CDK5RAP3 in GNEC cells indirectly affects vein endothelial cell migration and tube formation in vitro

We detected the basic expression of CDK5RAP3 from ECC10 and ECC12 by Western blot (Additional file 1: Figure S1D). The expression of CDK5RAP3 in ECC10 cells was lower than in ECC12 cells. To examine the effect of CDK5RAP3 on GNEC cells, ECC10 and ECC12 cells were created with stable overexpression or knockdown of CDK5RAP3. Changes in CDK5RAP3 expression were confirmed by both Western blot and RT-PCR (Fig. 2a, b). Because CDK5RAP3 was isolated as a binding protein of the Cdk5 activator p35, we performed Western blot to detect the expression of CDK5, p35 and p39 (Additional file 1: Figure S1E). The results showed that the expression levels of these proteins showed a trend consistent with CDK5RAP3. Since angiogenesis involves endothelial cell migration and tube formation, we performed HUVEC recruitment assays, as well as wound healing and tube formation assays, to gain insight into the role of CDK5RAP3 in GNEC. In brief, TCM from cells with stable overexpression or knockdown of CDK5RAP3 or control was collected and added to the lower chamber with the HUVECs in the upper chamber of the Transwell system. Compared to the control group, TCM from stably knocked down CDK5RAP3 cells exhibited significantly enhanced HUVEC cell migration (Fig. 2c, d) and tube formation potential (Fig. 2e, f). In contrast, TCM from stably overexpressed CDK5RAP3 cells exhibited decreased migration (Fig. 2c, d) and tube formation abilities (Fig. 2e, f). Similar patterns were observed in wound healing (Fig. 2g, h; Additional file 1: Figure S2A, B), suggesting that dysregulation of CDK5RAP3 in GNEC cells may play an indirect role in EC migration and tube formation in vitro.

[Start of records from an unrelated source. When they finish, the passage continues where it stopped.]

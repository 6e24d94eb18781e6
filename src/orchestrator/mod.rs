//! Session Orchestrator: admission, the session state
//! machine, pod supervision, idle detection, quota accounting, and the
//! cost guard.

pub mod api;
mod scheduler;

pub use scheduler::{select_pool, NodePool};

use std::collections::{HashMap, VecDeque};
use std::sync::Arc;

use chrono::{DateTime, Utc};
use dashmap::DashMap;
use parking_lot::Mutex;
use tracing::{info, warn};

use crate::clock::Clock;
use crate::config::OrchestratorConfig;
use crate::errors::{AdmissionError, CosimError, QuotaSubReason, SchedulingError, SessionError};
use crate::events::{Event, EventBus, EventKind};
use crate::model::{EngineKind, OrgId, PodHandle, Policy, QuotaCheck, QuotaLedgerTable, Resources, Session, SessionId, SessionState, WorkspaceId};

/// Health report an Agent pod sends the Orchestrator.
#[derive(Clone, Debug)]
pub struct HealthProbe {
    pub healthy: bool,
    pub frame_counter: u64,
    pub playing: bool,
}

/// Cost-guard actions issued on a tick.
#[derive(Clone, Debug, PartialEq, Eq)]
pub enum CostGuardAction {
    ScaleDown { org_key: String },
    PauseSession { session_id: SessionId },
    DenyNewGpuJob { org_key: String },
}

struct SessionRecord {
    session: Session,
    org_key: String,
    tier: String,
    last_frame_counter: u64,
    stale_frame_ticks: u32,
}

pub struct Orchestrator {
    config: OrchestratorConfig,
    clock: Arc<dyn Clock>,
    events: Arc<dyn EventBus>,
    sessions: DashMap<SessionId, Mutex<SessionRecord>>,
    pods: DashMap<SessionId, Mutex<PodHandle>>,
    quotas: Mutex<QuotaLedgerTable>,
    policies: HashMap<String, Policy>,
    node_pools: Mutex<Vec<NodePool>>,
    restart_log: DashMap<SessionId, Mutex<VecDeque<DateTime<Utc>>>>,
    gpu_denied_orgs: DashMap<String, ()>,
}
//! Session Orchestrator binary (C5). Loads `Config` from the environment,
//! constructs the in-process `Orchestrator`, serves its REST façade, and
//! drives the periodic scheduling/health/idle/quota/cost-guard sweep on
//! `ORCH_SCHEDULE_INTERVAL_MS`.

use std::sync::Arc;

use cosim_core::clock::SystemClock;
use cosim_core::config::Config;
use cosim_core::events::LoggingEventBus;
use cosim_core::orchestrator::api::{router, OrchestratorApiState};
use cosim_core::orchestrator::{NodePool, Orchestrator};
use tracing::info;

fn node_pools_from_env() -> Vec<NodePool> {
    vec![
        NodePool { name: "cpu-default".into(), has_gpu: false, gpu_class: None, spot_eligible: true, capacity: 64, load: 0 },
        NodePool { name: "gpu-t4".into(), has_gpu: true, gpu_class: Some("t4".into()), spot_eligible: false, capacity: 8, load: 0 },
        NodePool { name: "gpu-a10g".into(), has_gpu: true, gpu_class: Some("a10g".into()), spot_eligible: false, capacity: 4, load: 0 },
    ]
}

#[tokio::main]
async fn main() -> anyhow::Result<()> {
    tracing_subscriber::fmt().with_env_filter(tracing_subscriber::EnvFilter::from_default_env()).init();

    let config = Config::from_env();
    let orchestrator = Arc::new(Orchestrator::new(
        config.orchestrator.clone(),
        Arc::new(SystemClock),
        Arc::new(LoggingEventBus),
        node_pools_from_env(),
    ));

    let sweep = orchestrator.clone();
    let interval = config.orchestrator.schedule_interval;
    tokio::spawn(async move {
        let mut ticker = tokio::time::interval(interval);
        loop {
            ticker.tick().await;
            sweep.tick(interval).await;
        }
    });

    let addr: std::net::SocketAddr = std::env::var("ORCH_LISTEN_ADDR").unwrap_or_else(|_| "0.0.0.0:8080".to_string()).parse()?;
    let app = router(OrchestratorApiState { orchestrator });
    info!(%addr, "orchestrator listening");
    let listener = tokio::net::TcpListener::bind(addr).await?;
    axum::serve(listener, app).await?;
    Ok(())
}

CDK5RAP3 in GNEC cells indirectly affects endothelial cell migration and tube formation in vitro. ECC10 and ECC12 cells with stable overexpression or knockdown of CDK5RAP3 were created. a CDK5RAP3 expression changes were confirmed using western blot analysis. CDK5RAP3 mRNA changes were confirmed using RT-PCR. b CDK5RAP3 inhibits tumor-induced HUVEC migration as shown by transwell migration assays. Representative images are shown under high-power fields (10×) (c). Quantification of results is presented in d. CDK5RAP3 inhibits tumor-induced HUVEC angiogenesis as shown by tube formation assays. Representative images are shown under high-power fields (10×) (e). Quantification of the results is presented in f. CDK5RAP3 in ECC10 cells indirectly inhibits tumor-induced HUVEC migration as shown by wound healing assay. Representative images are shown under high-power fields (10×) (g). Quantification of results is presented in h. Results show mean ± SD from at least three independent experiments. *P < 0.05, **P < 0.01, ***P < 0.001. Scale bar, 200 µm

Full size image

CDK5RAP3 in GNEC cells inhibits EC migration and tube formation by reducing secretion of VEGFA into the supernatant via suppression of AKT/HIF-1α/VEGFA signaling

Next, we explored the mechanism whereby CDK5RAP3 inhibits HUVEC migration and tube formation in GNEC cells. We hypothesized that cytokines or growth factors may participate in this process. Since VEGFA is one of the most important growth factors in angiogenesis, VEGFA levels in Lenti-emp, Lenti-C53, Lenti-scr and Lenti-shC53 GNEC cell supernatants were determined by ELISA assay. As expected, higher levels of VEGFA were observed in CDK5RAP3 knockdown GNEC cell supernatant than in supernatant from control cells (Fig. 3a). In contrast, overexpression of CDK5RAP3 induced decreased VEGFA levels in the supernatant, suggesting that CDK5RAP3 inhibits VEGFA secretion in GNEC cells. We detected VEGFA protein levels from CDK5RAP3-overexpressing or knockdown GNEC cells using western blotting and immunofluorescence staining. Results revealed that overexpression of CDK5RAP3 reduced VEGFA protein levels, while knockdown of CDK5RAP3 significantly enhanced VEGFA protein levels (Fig. 3b, c; Additional file 1: Figure S3A). Similar results were obtained when VEGFA mRNA levels were examined using RT-PCR (Fig. 3d). These data confirm that VEGFA is regulated by CDK5RAP3 in GNEC cells at both post-transcriptional and post-translational levels.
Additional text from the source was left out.